Depends on the size of them really. Alot used to use gravel as media in pond filters etc ok at first but once it started to clog it quickly became anaerobic and caused problems.
If there is a reasonably good water flow though the media you should be ok.


----------



## dw1305 (18 Apr 2017)

Hi all,





Kezzab said:


> I have a load of clay pebbles and a lot of spare space in a sump


They are good  <"especially for trickle filters">. They use them a lot in continental Europe.

cheers Darrel


----------



## Kezzab (18 Apr 2017)

thanks, been googling a bit. Going to use a load in the main sump chamber, after the sponge pads should have caught most of the solid waste. It's very bouyant and I'll use a small powerhead to keep it moving around.
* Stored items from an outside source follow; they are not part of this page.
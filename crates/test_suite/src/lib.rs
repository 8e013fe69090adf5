//! Shared helpers for exercising the proxy over in-memory and loopback sockets

use std::{
    io,
    net::SocketAddr,
    pin::Pin,
    sync::{
        Arc,
        atomic::{AtomicUsize, Ordering},
    },
    task::{Context, Poll},
    time::Duration,
};

use tokio::{
    io::{AsyncRead, AsyncReadExt, AsyncWriteExt, ReadBuf},
    net::{TcpListener, TcpStream},
    sync::{Mutex, mpsc},
    task::JoinHandle,
    time::sleep,
};

/// A reader fed by a channel, for simulating a peer that sends its bytes in pieces
pub struct ChannelReader {
    rx: mpsc::Receiver<Vec<u8>>,
    pending: Vec<u8>,
}

impl ChannelReader {
    pub fn new(rx: mpsc::Receiver<Vec<u8>>) -> Self {
        Self {
            rx,
            pending: Vec::new(),
        }
    }

    /// Sends `data` in chunks of `chunk` bytes, sleeping `delay` before each one
    pub fn drip(data: impl Into<Vec<u8>>, chunk: usize, delay: Duration) -> Self {
        let data = data.into();
        let (tx, rx) = mpsc::channel(4);
        tokio::spawn(async move {
            for piece in data.chunks(chunk.max(1)) {
                sleep(delay).await;
                if tx.send(piece.to_vec()).await.is_err() {
                    return;
                }
            }
        });
        Self::new(rx)
    }
}

impl AsyncRead for ChannelReader {
    fn poll_read(
        mut self: Pin<&mut Self>,
        cx: &mut Context<'_>,
        buf: &mut ReadBuf<'_>,
    ) -> Poll<io::Result<()>> {
        if self.pending.is_empty() {
            match self.rx.poll_recv(cx) {
                Poll::Ready(Some(chunk)) => self.pending = chunk,
                // Sender gone, end of stream
                Poll::Ready(None) => return Poll::Ready(Ok(())),
                Poll::Pending => return Poll::Pending,
            }
        }

        let n = self.pending.len().min(buf.remaining());
        buf.put_slice(&self.pending[..n]);
        self.pending.drain(..n);
        Poll::Ready(Ok(()))
    }
}

type Responder = dyn Fn(&[u8]) -> Vec<u8> + Send + Sync;

/// A loopback origin server that reads one request head per connection, answers it and closes
pub struct MockOrigin {
    addr: SocketAddr,
    accepted: Arc<AtomicUsize>,
    requests: Mutex<mpsc::UnboundedReceiver<Vec<u8>>>,
    task: JoinHandle<()>,
}

impl MockOrigin {
    /// Answers every request with the same bytes
    pub async fn start(response: impl Into<Vec<u8>>) -> io::Result<Self> {
        let response = response.into();
        Self::start_with(move |_| response.clone()).await
    }

    /// Answers each request with whatever `respond` builds from its head
    pub async fn start_with<F>(respond: F) -> io::Result<Self>
    where
        F: Fn(&[u8]) -> Vec<u8> + Send + Sync + 'static,
    {
        let listener = TcpListener::bind("127.0.0.1:0").await?;
        let addr = listener.local_addr()?;
        let accepted = Arc::new(AtomicUsize::new(0));
        let (tx, rx) = mpsc::unbounded_channel();
        let respond: Arc<Responder> = Arc::new(respond);

        let task = {
            let accepted = accepted.clone();
            tokio::spawn(async move {
                while let Ok((stream, _)) = listener.accept().await {
                    accepted.fetch_add(1, Ordering::SeqCst);
                    tokio::spawn(answer(stream, respond.clone(), tx.clone()));
                }
            })
        };

        Ok(Self {
            addr,
            accepted,
            requests: Mutex::new(rx),
            task,
        })
    }

    pub fn addr(&self) -> SocketAddr {
        self.addr
    }

    /// How many connections the origin has accepted so far
    pub fn accepted(&self) -> usize {
        self.accepted.load(Ordering::SeqCst)
    }

    /// The next request head the origin received, in arrival order
    pub async fn next_request(&self) -> Option<Vec<u8>> {
        self.requests.lock().await.recv().await
    }
}

impl Drop for MockOrigin {
    fn drop(&mut self) {
        self.task.abort();
    }
}

async fn answer(mut stream: TcpStream, respond: Arc<Responder>, requests: mpsc::UnboundedSender<Vec<u8>>) {
    let mut head = Vec::new();
    let mut buf = [0u8; 1024];
    while !head.ends_with(b"\r\n\r\n") {
        match stream.read(&mut buf).await {
            Ok(0) | Err(_) => return,
            Ok(n) => head.extend_from_slice(&buf[..n]),
        }
    }

    let response = respond(&head);
    let _ = requests.send(head);
    let _ = stream.write_all(&response).await;
    let _ = stream.shutdown().await;
}

/// Sends raw bytes to `addr`, half-closes, and returns everything received until the peer closes
pub async fn request_raw(addr: SocketAddr, request: &[u8]) -> io::Result<Vec<u8>> {
    let mut stream = TcpStream::connect(addr).await?;
    stream.write_all(request).await?;
    stream.shutdown().await?;

    let mut response = Vec::new();
    stream.read_to_end(&mut response).await?;
    Ok(response)
}

/// A loopback address nothing is listening on
pub async fn unused_addr() -> SocketAddr {
    let listener = TcpListener::bind("127.0.0.1:0")
        .await
        .expect("failed to bind a loopback port");
    listener.local_addr().expect("listener has no local address")
}
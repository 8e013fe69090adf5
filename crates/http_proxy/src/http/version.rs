use std::str::FromStr;

/// HTTP Version token of a request line
///
/// The proxy always speaks HTTP/1.0 to the origin, the client's version is only logged.
#[derive(Debug, Clone, Copy, PartialEq, Eq)]
pub struct HttpVersion {
    pub major: u8,
    pub minor: u8,
}

impl HttpVersion {
    pub const HTTP_1_0: Self = Self { major: 1, minor: 0 };
    pub const HTTP_1_1: Self = Self { major: 1, minor: 1 };
}

#[derive(Debug, Clone, Copy, PartialEq, Eq)]
pub struct ParseHttpVersionError;

impl std::fmt::Display for ParseHttpVersionError {
    fn fmt(&self, f: &mut std::fmt::Formatter<'_>) -> std::fmt::Result {
        f.write_str("invalid HTTP version")
    }
}

impl std::error::Error for ParseHttpVersionError {}

impl FromStr for HttpVersion {
    type Err = ParseHttpVersionError;

    fn from_str(s: &str) -> Result<Self, Self::Err> {
        let (major, minor) = s
            .strip_prefix("HTTP/")
            .and_then(|s| s.split_once('.'))
            .ok_or(ParseHttpVersionError)?;
        let digit = |part: &str| match part.as_bytes() {
            [d @ b'0'..=b'9'] => Ok(d - b'0'),
            _ => Err(ParseHttpVersionError),
        };
        Ok(HttpVersion {
            major: digit(major)?,
            minor: digit(minor)?,
        })
    }
}

impl std::fmt::Display for HttpVersion {
    fn fmt(&self, f: &mut std::fmt::Formatter<'_>) -> std::fmt::Result {
        write!(f, "HTTP/{}.{}", self.major, self.minor)
    }
}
I'm sure its overkill, but why the heck not!


----------



## roadmaster (19 Apr 2017)

My experience in past with trying to rinse clay product's such as Flourite,lava rock,and current use of Safe-T-sorb in present application,, is the more one rinses clay material  ,,the more comes loose.
Quicker rinse result's in cloudy water for a few hour's to day's with moderate to heavy flow from filtration.
Just sayin.
I might want to rinse the clay pellet's fairly well, but not spend too much time trying to get water to run clear with clay.
This might help with clarity of water in the aquarium and after a few day's of placing the pellet's in filtration system,I would clean filter media.(mechanical)


----------